> **Instructions to follow**: Among the lines of data below, reproduce only those from the one with "fn print_json(raw: &str)" through the one with "fn print_outcome(raw: &str)", exactly as they stand, both ends included.

> **Records to use**:
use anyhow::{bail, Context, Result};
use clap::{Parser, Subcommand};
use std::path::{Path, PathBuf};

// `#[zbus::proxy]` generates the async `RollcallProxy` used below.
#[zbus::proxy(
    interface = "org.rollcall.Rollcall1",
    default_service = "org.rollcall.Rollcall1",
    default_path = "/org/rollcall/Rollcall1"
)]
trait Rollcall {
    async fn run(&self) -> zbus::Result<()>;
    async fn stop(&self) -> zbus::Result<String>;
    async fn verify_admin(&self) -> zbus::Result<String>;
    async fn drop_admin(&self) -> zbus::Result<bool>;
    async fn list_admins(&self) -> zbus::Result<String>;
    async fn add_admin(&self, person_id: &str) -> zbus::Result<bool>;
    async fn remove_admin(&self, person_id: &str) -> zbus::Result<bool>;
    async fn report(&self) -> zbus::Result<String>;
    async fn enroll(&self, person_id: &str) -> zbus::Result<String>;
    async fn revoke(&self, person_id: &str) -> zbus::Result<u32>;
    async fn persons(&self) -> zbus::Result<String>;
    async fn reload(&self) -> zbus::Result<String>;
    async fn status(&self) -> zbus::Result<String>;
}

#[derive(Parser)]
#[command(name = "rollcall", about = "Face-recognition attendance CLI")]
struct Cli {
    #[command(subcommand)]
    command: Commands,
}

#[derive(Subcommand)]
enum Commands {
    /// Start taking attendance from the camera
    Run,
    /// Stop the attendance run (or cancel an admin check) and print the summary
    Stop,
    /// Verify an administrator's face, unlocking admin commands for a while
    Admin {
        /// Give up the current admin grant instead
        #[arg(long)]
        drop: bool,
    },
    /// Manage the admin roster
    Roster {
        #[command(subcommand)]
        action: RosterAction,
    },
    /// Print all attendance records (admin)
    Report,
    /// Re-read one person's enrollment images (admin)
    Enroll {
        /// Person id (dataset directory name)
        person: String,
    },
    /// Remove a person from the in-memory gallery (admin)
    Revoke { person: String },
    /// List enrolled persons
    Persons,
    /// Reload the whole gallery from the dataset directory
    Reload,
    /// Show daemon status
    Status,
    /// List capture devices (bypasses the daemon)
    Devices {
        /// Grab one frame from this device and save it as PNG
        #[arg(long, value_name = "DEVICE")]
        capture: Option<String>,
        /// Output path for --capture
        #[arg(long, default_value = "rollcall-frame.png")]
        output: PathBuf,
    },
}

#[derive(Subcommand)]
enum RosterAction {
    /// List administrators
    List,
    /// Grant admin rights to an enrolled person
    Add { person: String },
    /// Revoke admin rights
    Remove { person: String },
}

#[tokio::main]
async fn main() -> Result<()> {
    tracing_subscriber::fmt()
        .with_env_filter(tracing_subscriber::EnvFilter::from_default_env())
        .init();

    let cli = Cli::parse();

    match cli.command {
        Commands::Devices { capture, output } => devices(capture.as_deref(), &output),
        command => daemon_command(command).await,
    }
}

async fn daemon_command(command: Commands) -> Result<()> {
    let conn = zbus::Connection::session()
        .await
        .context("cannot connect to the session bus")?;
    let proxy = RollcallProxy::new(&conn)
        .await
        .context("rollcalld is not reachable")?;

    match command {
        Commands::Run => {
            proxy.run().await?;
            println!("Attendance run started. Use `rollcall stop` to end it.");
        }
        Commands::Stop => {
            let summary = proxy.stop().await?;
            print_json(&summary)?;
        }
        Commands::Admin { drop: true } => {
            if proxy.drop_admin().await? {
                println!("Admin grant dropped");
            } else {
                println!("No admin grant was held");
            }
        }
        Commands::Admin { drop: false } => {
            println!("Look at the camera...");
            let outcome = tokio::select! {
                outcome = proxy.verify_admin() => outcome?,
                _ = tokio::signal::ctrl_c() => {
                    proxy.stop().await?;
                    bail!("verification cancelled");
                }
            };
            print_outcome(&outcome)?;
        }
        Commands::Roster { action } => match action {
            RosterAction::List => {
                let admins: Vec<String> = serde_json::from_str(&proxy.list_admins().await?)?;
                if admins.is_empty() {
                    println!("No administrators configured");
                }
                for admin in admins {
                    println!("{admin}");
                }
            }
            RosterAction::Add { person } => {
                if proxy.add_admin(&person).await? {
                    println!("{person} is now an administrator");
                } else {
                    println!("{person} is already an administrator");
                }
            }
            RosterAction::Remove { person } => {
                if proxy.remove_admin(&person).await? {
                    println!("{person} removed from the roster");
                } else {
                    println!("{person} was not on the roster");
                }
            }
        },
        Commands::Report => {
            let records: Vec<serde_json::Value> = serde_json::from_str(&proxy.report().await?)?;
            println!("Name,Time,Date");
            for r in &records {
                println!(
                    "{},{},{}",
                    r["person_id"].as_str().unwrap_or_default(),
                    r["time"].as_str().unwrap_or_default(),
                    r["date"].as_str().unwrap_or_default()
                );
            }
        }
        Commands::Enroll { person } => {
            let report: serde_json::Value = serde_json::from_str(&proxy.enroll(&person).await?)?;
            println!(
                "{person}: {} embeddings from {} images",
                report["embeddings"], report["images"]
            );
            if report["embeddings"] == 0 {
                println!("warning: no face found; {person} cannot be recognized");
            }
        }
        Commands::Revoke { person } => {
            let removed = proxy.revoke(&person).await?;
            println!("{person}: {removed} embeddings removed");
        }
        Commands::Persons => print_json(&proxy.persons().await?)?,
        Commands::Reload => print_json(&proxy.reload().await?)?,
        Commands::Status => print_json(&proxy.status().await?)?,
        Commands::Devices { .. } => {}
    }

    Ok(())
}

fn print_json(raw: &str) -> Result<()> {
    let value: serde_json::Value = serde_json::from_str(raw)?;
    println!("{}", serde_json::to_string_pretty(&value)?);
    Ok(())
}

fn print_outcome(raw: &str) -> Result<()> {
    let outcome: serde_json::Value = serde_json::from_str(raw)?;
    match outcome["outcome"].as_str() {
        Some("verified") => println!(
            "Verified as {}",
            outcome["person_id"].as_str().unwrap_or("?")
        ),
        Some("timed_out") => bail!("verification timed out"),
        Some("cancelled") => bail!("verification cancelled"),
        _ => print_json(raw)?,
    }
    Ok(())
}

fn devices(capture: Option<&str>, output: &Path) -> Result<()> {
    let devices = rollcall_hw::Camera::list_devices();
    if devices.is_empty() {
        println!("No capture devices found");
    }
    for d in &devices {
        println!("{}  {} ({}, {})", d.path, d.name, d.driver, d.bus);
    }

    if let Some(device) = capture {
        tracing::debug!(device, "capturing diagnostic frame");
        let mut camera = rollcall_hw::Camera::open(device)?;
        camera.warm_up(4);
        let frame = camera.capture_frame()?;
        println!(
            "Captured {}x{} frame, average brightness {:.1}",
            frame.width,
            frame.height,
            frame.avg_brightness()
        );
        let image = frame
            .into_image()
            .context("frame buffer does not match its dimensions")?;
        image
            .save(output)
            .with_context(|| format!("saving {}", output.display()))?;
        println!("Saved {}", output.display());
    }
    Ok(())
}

> **Task response**:
fn print_json(raw: &str) -> Result<()> {
    let value: serde_json::Value = serde_json::from_str(raw)?;
    println!("{}", serde_json::to_string_pretty(&value)?);
    Ok(())
}

fn print_outcome(raw: &str) -> Result<()> {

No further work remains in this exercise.